Online Brochure
Clarkson Family Medicine Residency has a long-standing tradition
of excellence in medical education. Medical students and resident have come to The
Nebraska Medical Center for years to complete specialty and subspecialty rotations.
The development of the Family Medicine Residency Program allows students to learn
by working closely with family medicine residents.
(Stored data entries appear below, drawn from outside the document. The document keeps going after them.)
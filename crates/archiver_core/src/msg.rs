#[derive(Debug, Clone, PartialEq, Eq)]
pub enum Msg {
    /// Output root created and version control initialized.
    Initialized,
    /// A listing page was fetched and parsed.
    PageObserved { challenges: usize },
    /// One challenge was fully written and committed.
    ChallengeArchived {
        solutions: usize,
        duplicates: usize,
        commits: usize,
    },
    /// A language had no extension mapping.
    UnknownLanguage { language: String, title: String },
    /// Every challenge of the current page has been archived.
    PageArchived,
    /// Readme sweep done; `history_commits` is the queried commit count, if any.
    Finalized {
        readme_commits: usize,
        history_commits: Option<u64>,
    },
    /// A fatal error interrupted the run.
    Failed,
}
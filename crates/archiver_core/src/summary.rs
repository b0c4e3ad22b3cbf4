use std::fmt;

use crate::{ArchiveCounters, ArchiveState};

/// Final report of a successful run.
#[derive(Debug, Clone, Copy, PartialEq, Eq)]
pub struct ArchiveSummary {
    pub counters: ArchiveCounters,
    /// Commits in the resulting history; `None` when version control was skipped.
    pub history_commits: Option<u64>,
}

impl ArchiveSummary {
    pub fn from_state(state: &ArchiveState) -> Self {
        Self {
            counters: state.counters(),
            history_commits: state.history_commits(),
        }
    }
}

impl fmt::Display for ArchiveSummary {
    fn fmt(&self, f: &mut fmt::Formatter<'_>) -> fmt::Result {
        let c = &self.counters;
        write!(
            f,
            "Archived {} challenges with {} solutions in total ({} duplicates skipped)",
            c.challenges_archived, c.solutions_archived, c.duplicates_skipped
        )?;
        if let Some(commits) = self.history_commits {
            write!(f, " and created {commits} commits")?;
        }
        Ok(())
    }
}
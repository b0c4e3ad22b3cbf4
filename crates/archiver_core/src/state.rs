/// Where the archive run currently is.
#[derive(Debug, Clone, Copy, PartialEq, Eq, Default)]
pub enum ArchivePhase {
    #[default]
    Init,
    Paging,
    Finalizing,
    Done,
    Failed,
}

#[derive(Debug, Clone, Copy, PartialEq, Eq, Default)]
pub struct ArchiveCounters {
    pub challenges_archived: usize,
    pub solutions_archived: usize,
    pub duplicates_skipped: usize,
    pub commits_created: usize,
}

/// Non-fatal observations recorded during a run.
#[derive(Debug, Clone, PartialEq, Eq)]
pub enum ArchiveWarning {
    /// No extension mapping for the language; the identifier was used instead.
    UnknownLanguage { language: String, title: String },
}

/// Run-scoped state, owned by the orchestrator and advanced only through `update`.
#[derive(Debug, Clone, PartialEq, Eq, Default)]
pub struct ArchiveState {
    phase: ArchivePhase,
    page: u32,
    counters: ArchiveCounters,
    warnings: Vec<ArchiveWarning>,
    history_commits: Option<u64>,
}

impl ArchiveState {
    pub fn new() -> Self {
        Self::default()
    }

    pub fn phase(&self) -> ArchivePhase {
        self.phase
    }

    /// Index of the page currently being fetched or archived.
    pub fn page(&self) -> u32 {
        self.page
    }

    pub fn counters(&self) -> ArchiveCounters {
        self.counters
    }

    pub fn warnings(&self) -> &[ArchiveWarning] {
        &self.warnings
    }

    /// Commit count reported by version control after finalizing, if it was queried.
    pub fn history_commits(&self) -> Option<u64> {
        self.history_commits
    }

    pub(crate) fn set_phase(&mut self, phase: ArchivePhase) {
        self.phase = phase;
    }

    pub(crate) fn advance_page(&mut self) -> u32 {
        self.page += 1;
        self.page
    }

    pub(crate) fn counters_mut(&mut self) -> &mut ArchiveCounters {
        &mut self.counters
    }

    pub(crate) fn record_warning(&mut self, warning: ArchiveWarning) {
        self.warnings.push(warning);
    }

    pub(crate) fn set_history_commits(&mut self, commits: Option<u64>) {
        self.history_commits = commits;
    }
}
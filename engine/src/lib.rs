//! Oceanus vessel-movement suspicion analytics.
//!
//! The engine ingests three immutable datasets (a vessel/event graph, a
//! geography feature collection, and a location-node index) and derives,
//! on demand, per-vessel movement tracks split at transponder gaps,
//! forbidden-zone membership of each ping, and rolled-up suspicion
//! statistics per company, per zone, and per (company, zone) flow. All
//! derivations are parameterized by a [`core::filter::FilterContext`] and
//! recomputed from scratch on every query; rendering is an external
//! concern that consumes the plain data structures returned by
//! [`services::dashboard::DashboardService`].

pub mod algorithms;
pub mod config;
pub mod core;
pub mod error;
pub mod geometry;
pub mod io;
pub mod parsing;
pub mod preprocessing;
pub mod services;

pub use config::EngineConfig;
pub use error::{EngineError, EngineResult};
pub use services::dashboard::DashboardService;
The Nebraska Medical Center attending
physicians have a long track record of one-on-one ward teaching as well as extensive
experience in didactics.
The Nebraska Medical Center medical staff believes that this extensive experience
in medical education is a major factor in the success of the Family Medicine Residency
Program.
The mission of Clarkson Family Medicine Residency Program is to train highly skilled,
enthusiastic family physicians for practice in a wide range of community settings.
Residents work one-on-one with attending physicians on clinical rotations and are
delegated increasing responsibility as the attending physician observes the resident’s
progress. This way, residents are not thrown in to crisis situations without adequate
supervision, nor are they simply casual observers while actual patient care is given
by the staff physician. As several of our faculty are former rural practicing physicians,
we realize the importance of procedural skills in the specialty of family medicine
– particularly for those physicians who will be practicing in remote arenas.
At the end of the third year of training, residents will be performing colposcopy,
LEEP, chest tube placement, thoracentesis, emergency management and stabilization
of major trauma, as well as the management of complex cases in the ICU and CCU.
It is expected that residents who choose to perform obstetrics as part of their
eventual practice will have participated in a minimum of 40 or more vaginal deliveries
and gained cesarean section experience.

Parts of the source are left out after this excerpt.